Custom orthotics can contain a multitude of features and modifications to facilitate effective treatment. With this in mind, this author reviews pertinent decision-making pathways for the optimal orthotic to help address conditions of the rearfoot.
Custom foot orthoses are a common and often preferred treatment method in the management of rearfoot pathology. Successful management of these conditions requires a complete understanding of multifactorial etiologies and patient manifestations.
With the exception of trauma and systemic disease with manifestation in the rearfoot, pathomechanics are likely the cause of the patient’s presenting symptoms. We must focus on the movement pattern of the foot, ankle, leg, core and superstructure in order to effectively manage these concerns. Indeed, one must have a full understanding of the patient’s mechanics and movement patterns in order to identify the specific etiology or etiologies. This enables us to provide effective treatment that reduces or eliminates symptoms and allows the patient full and better function.

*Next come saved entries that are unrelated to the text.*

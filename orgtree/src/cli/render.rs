//! Hierarchy rendering with termtree.
//!
//! Collapsed nodes show a `[+]` marker and hide their children.

use itertools::Itertools;
use termtree::Tree;
use tracing::instrument;

use crate::domain::{ExpansionSet, HierarchyNode, HierarchyReport, NodeId};

pub trait ToTermTree {
    fn to_term_tree(&self, expansion: &ExpansionSet) -> Tree<String>;
}

/// Display label of a node: marker, name, type and id.
pub fn label(node: &HierarchyNode, expanded: bool) -> String {
    let marker = match (node.has_children(), expanded) {
        (false, _) => "",
        (true, true) => "[-] ",
        (true, false) => "[+] ",
    };
    format!("{}{}", marker, node.node)
}

/// A visible node whose rendered children are still being collected.
struct Frame<'a> {
    tree: Tree<String>,
    pending: std::slice::Iter<'a, HierarchyNode>,
}

fn open<'a>(node: &'a HierarchyNode, expansion: &ExpansionSet) -> Frame<'a> {
    let expanded = expansion.is_expanded(node.id());
    let shown: &'a [HierarchyNode] = if expanded { node.children.as_slice() } else { &[] };
    Frame {
        tree: Tree::new(label(node, expanded)),
        pending: shown.iter(),
    }
}

impl ToTermTree for HierarchyNode {
    fn to_term_tree(&self, expansion: &ExpansionSet) -> Tree<String> {
        let mut root = open(self, expansion);
        let mut stack: Vec<Frame> = Vec::new();
        loop {
            let top = stack.last_mut().unwrap_or(&mut root);
            if let Some(child) = top.pending.next() {
                stack.push(open(child, expansion));
                continue;
            }
            let Some(done) = stack.pop() else {
                return root.tree;
            };
            stack
                .last_mut()
                .unwrap_or(&mut root)
                .tree
                .leaves
                .push(done.tree);
        }
    }
}

/// Drop a rendered tree level by level; `Tree`'s own drop recurses.
fn dismantle(tree: Tree<String>) {
    let mut stack = vec![tree];
    while let Some(mut current) = stack.pop() {
        stack.append(&mut current.leaves);
    }
}

/// Render every root below each other.
#[instrument(level = "trace", skip_all)]
pub fn render_forest(forest: &[HierarchyNode], expansion: &ExpansionSet) -> String {
    if forest.is_empty() {
        return "(empty tree)\n".to_string();
    }
    let mut out = String::new();
    for root in forest {
        let tree = root.to_term_tree(expansion);
        out.push_str(&tree.to_string());
        dismantle(tree);
    }
    out
}

fn join_ids(ids: &[NodeId]) -> String {
    ids.iter().map(|id| format!("#{id}")).join(", ")
}

/// One line per integrity finding; empty for a consistent tree.
pub fn report_lines(report: &HierarchyReport) -> Vec<String> {
    let findings = [
        ("orphans (unknown parent)", &report.orphans),
        ("on a parent cycle", &report.cyclic),
        ("below an orphan or cycle", &report.unreachable),
        ("duplicate ids", &report.duplicates),
    ];
    findings
        .iter()
        .filter(|(_, ids)| !ids.is_empty())
        .map(|(what, ids)| format!("{what}: {}", join_ids(ids)))
        .collect()
}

Keep in mind that if you load a dysfunction, the dysfunction will worsen. Human biomechanics and pathomechanics are as unique to each individual as a fingerprint. For example, no two patients with heel pain will exhibit the same function, range of motion, flexibility and movement patterns. Repetitive loading of a weak structure will further weaken the structure. Continued load to an unstable segment or joint will increase instability.
As we fabricate custom foot orthoses for our patients, we must keep in mind our goal: to facilitate optimal functional and mechanical capabilities. Ideally, we would like the foot and body to function within the individual’s unique stable and optimal alignment. We are looking to minimize instability and pathologic movement patterns. In turn, we also aim to eliminate pathological changes in directional movement.
Essential Insights For The Physical Examination
In the patient examination, we obviously need to go beyond the chief complaint. Obtain a thorough patient history, including all previous or current orthopedic issues and injuries. The examination and workup must be thorough enough to determine where problematic movement is coming from and why this is occurring. Look at the results of the static and active biomechanical examination and gait analysis. Note how they relate and what you are seeing about the patient’s range of motion, flexibility and movement. How does this correlate with the presenting symptomatology?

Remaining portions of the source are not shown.